→ THE PROBLEM
Go through the records and report each line holding the string "SlideUnits".

→ SUPPLIED INFORMATION
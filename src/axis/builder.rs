//! Builder for [`StepperAxis`].

use std::time::Duration;

use embedded_hal::digital::OutputPin;

use crate::config::units::{RevsPerSec, RevsPerSecSquared, SlideUnits};
use crate::config::{validate_config, AxisConfig, AxisGeometry};
use crate::error::Result;
use crate::motion::{Direction, RampParams, StepScheduler};
use crate::platform::StepTimer;

use super::driver::{Inner, StepperAxis};

/// Assembles a [`StepperAxis`] from its pins, timer and configuration.
///
/// The pins and timer are required up front; everything else starts
/// from [`AxisConfig::default`] and can be overridden field by field or
/// wholesale with [`config`](StepperAxisBuilder::config).
///
/// ```ignore
/// let axis = StepperAxisBuilder::new(enable, step, dir, timer)
///     .steps_per_revolution(200)
///     .max_rps(2.0.rps())
///     .slide_units_per_rev(0.1)
///     .build()?;
/// ```
pub struct StepperAxisBuilder<EN, STEP, DIR, T> {
    enable_pin: EN,
    step_pin: STEP,
    dir_pin: DIR,
    timer: T,
    config: AxisConfig,
}

impl<EN, STEP, DIR, T> StepperAxisBuilder<EN, STEP, DIR, T>
where
    EN: OutputPin,
    STEP: OutputPin,
    DIR: OutputPin,
    T: StepTimer,
{
    /// Take ownership of the pins and timer, starting from default configuration.
    pub fn new(enable_pin: EN, step_pin: STEP, dir_pin: DIR, timer: T) -> Self {
        Self {
            enable_pin,
            step_pin,
            dir_pin,
            timer,
            config: AxisConfig::default(),
        }
    }

    /// Replace the whole configuration, typically one loaded from TOML.
    pub fn config(mut self, config: AxisConfig) -> Self {
        self.config = config;
        self
    }

    /// Steps per complete shaft revolution.
    pub fn steps_per_revolution(mut self, steps: u32) -> Self {
        self.config.steps_per_revolution = steps;
        self
    }

    /// Peak rotation rate.
    pub fn max_rps(mut self, max: RevsPerSec) -> Self {
        self.config.max_rps = max;
        self
    }

    /// Floor rotation rate, where every ramp starts and ends.
    pub fn min_rps(mut self, min: RevsPerSec) -> Self {
        self.config.min_rps = min;
        self
    }

    /// Ramp acceleration.
    pub fn rpss(mut self, rpss: RevsPerSecSquared) -> Self {
        self.config.rpss = rpss;
        self
    }

    /// Constant rate used while homing.
    pub fn homing_rps(mut self, rps: RevsPerSec) -> Self {
        self.config.homing_rps = rps;
        self
    }

    /// Linear slide units moved per revolution.
    pub fn slide_units_per_rev(mut self, per_rev: f32) -> Self {
        self.config.slide_units_per_rev = Some(per_rev);
        self
    }

    /// Offset added to absolute slide targets.
    pub fn slide_offset(mut self, offset: SlideUnits) -> Self {
        self.config.slide_offset = offset;
        self
    }

    /// Flip the rotation sense of the direction line.
    pub fn invert_rotation(mut self, invert: bool) -> Self {
        self.config.invert_rotation = invert;
        self
    }

    /// Treat endstop inputs as active-low.
    pub fn invert_endstops(mut self, invert: bool) -> Self {
        self.config.invert_endstops = invert;
        self
    }

    /// Flip the linear direction mapping of slide moves.
    pub fn invert_slide(mut self, invert: bool) -> Self {
        self.config.invert_slide = invert;
        self
    }

    /// Keep the driver energized between travels.
    pub fn active_braking(mut self, braking: bool) -> Self {
        self.config.active_braking = braking;
        self
    }

    /// Driver enable line is active-low.
    pub fn enable_active_low(mut self, active_low: bool) -> Self {
        self.config.enable_active_low = active_low;
        self
    }

    /// Bounded-wait limit for the axis state lock.
    pub fn lock_timeout(mut self, timeout: Duration) -> Self {
        self.config.lock_timeout_ms = timeout.as_millis() as u64;
        self
    }

    /// Validate the configuration and bring up the axis.
    ///
    /// The driver is energized on return, matching power-on hold
    /// behavior. Position starts at step zero; home to establish a real
    /// origin.
    pub fn build(self) -> Result<StepperAxis<EN, STEP, DIR, T>> {
        let config = self.config;
        validate_config(&config)?;

        let geometry = AxisGeometry::from_config(&config);
        let ramp = RampParams::derive(config.max_rps, config.min_rps, config.rpss);
        let scheduler = StepScheduler::idle(&ramp);

        let mut inner = Inner {
            enable_pin: self.enable_pin,
            step_pin: self.step_pin,
            dir_pin: self.dir_pin,
            timer: self.timer,
            geometry,
            ramp,
            rpss: config.rpss,
            homing_rps: config.homing_rps.value(),
            scheduler,
            direction: Direction::Clockwise,
            enabled: false,
            enable_active_low: config.enable_active_low,
            active_braking: config.active_braking,
            invert_rotation: config.invert_rotation,
            invert_endstops: config.invert_endstops,
            invert_slide: config.invert_slide,
            slide_offset: config.slide_offset.value(),
            endstops: Default::default(),
        };

        StepperAxis::energize_on_build(&mut inner)?;

        let lock_bound = Duration::from_millis(config.lock_timeout_ms);
        Ok(StepperAxis::from_inner(inner, lock_bound))
    }
}
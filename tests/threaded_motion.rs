//! End-to-end runs on the host platform adapters: a real worker-thread
//! timer paces the steps while the test thread blocks on the waits.

mod common;

use std::time::Duration;

use common::SharedPin;
use stepdrive::axis::StepperAxisBuilder;
use stepdrive::config::AxisConfig;
use stepdrive::platform::host::{ManualInput, ThreadTimer};
use stepdrive::{Direction, Edge, UnitExt};

fn fast_config() -> AxisConfig {
    // Step periods between 100 µs and 500 µs keep the runs short.
    let mut config = AxisConfig::with_steps_per_revolution(200);
    config.max_rps = 50.0.rps();
    config.min_rps = 10.0.rps();
    config.rpss = 100.0.rpss();
    config
}

#[test]
fn travel_completes_under_the_thread_timer() {
    let (timer, hook) = ThreadTimer::spawn();
    let step_pin = SharedPin::new();
    let axis = StepperAxisBuilder::new(
        SharedPin::new(),
        step_pin.clone(),
        SharedPin::new(),
        timer,
    )
    .config(fast_config())
    .build()
    .unwrap();
    let pump = axis.clone();
    hook.connect(move || pump.on_step_timer());

    axis.rotate(180.0.degrees(), Direction::Clockwise).unwrap();
    axis.wait_for_travel_end(Some(Duration::from_secs(5)))
        .unwrap();

    assert_eq!(axis.current_step(), 100);
    assert_eq!(step_pin.rise_count(), 100);
    assert!(!axis.is_traveling());
}

#[test]
fn back_to_back_travels_settle_at_the_commanded_angle() {
    let (timer, hook) = ThreadTimer::spawn();
    let axis = StepperAxisBuilder::new(
        SharedPin::new(),
        SharedPin::new(),
        SharedPin::new(),
        timer,
    )
    .config(fast_config())
    .build()
    .unwrap();
    let pump = axis.clone();
    hook.connect(move || pump.on_step_timer());

    axis.rotate_to(90.0.degrees()).unwrap();
    axis.wait_for_travel_end(None).unwrap();
    axis.rotate_to(270.0.degrees()).unwrap();
    axis.wait_for_travel_end(None).unwrap();

    let angle = axis.degrees().unwrap().value();
    assert!((angle - 270.0).abs() < 1.8 + 1e-3);
}

#[test]
fn homing_end_to_end_with_a_triggered_switch() {
    let (timer, hook) = ThreadTimer::spawn();
    let axis = StepperAxisBuilder::new(
        SharedPin::new(),
        SharedPin::new(),
        SharedPin::new(),
        timer,
    )
    .config(fast_config())
    .build()
    .unwrap();
    let pump = axis.clone();
    hook.connect(move || pump.on_step_timer());

    let mut input = ManualInput::new();
    let switch = input.clone();
    axis.register_endstop(&mut input).unwrap();

    let helper = std::thread::spawn(move || {
        std::thread::sleep(Duration::from_millis(30));
        switch.trigger(Edge::Rise);
    });

    axis.home(Duration::from_secs(2), Direction::Anticlockwise)
        .unwrap();
    helper.join().unwrap();

    assert_eq!(axis.current_step(), 0);
    assert_eq!(axis.last_endstop_hit(), None);
    assert!(!axis.is_traveling());
}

→ SOLUTION BELOW
use crate::config::units::{RevsPerSec, RevsPerSecSquared, SlideUnits};
    pub fn slide_offset(mut self, offset: SlideUnits) -> Self {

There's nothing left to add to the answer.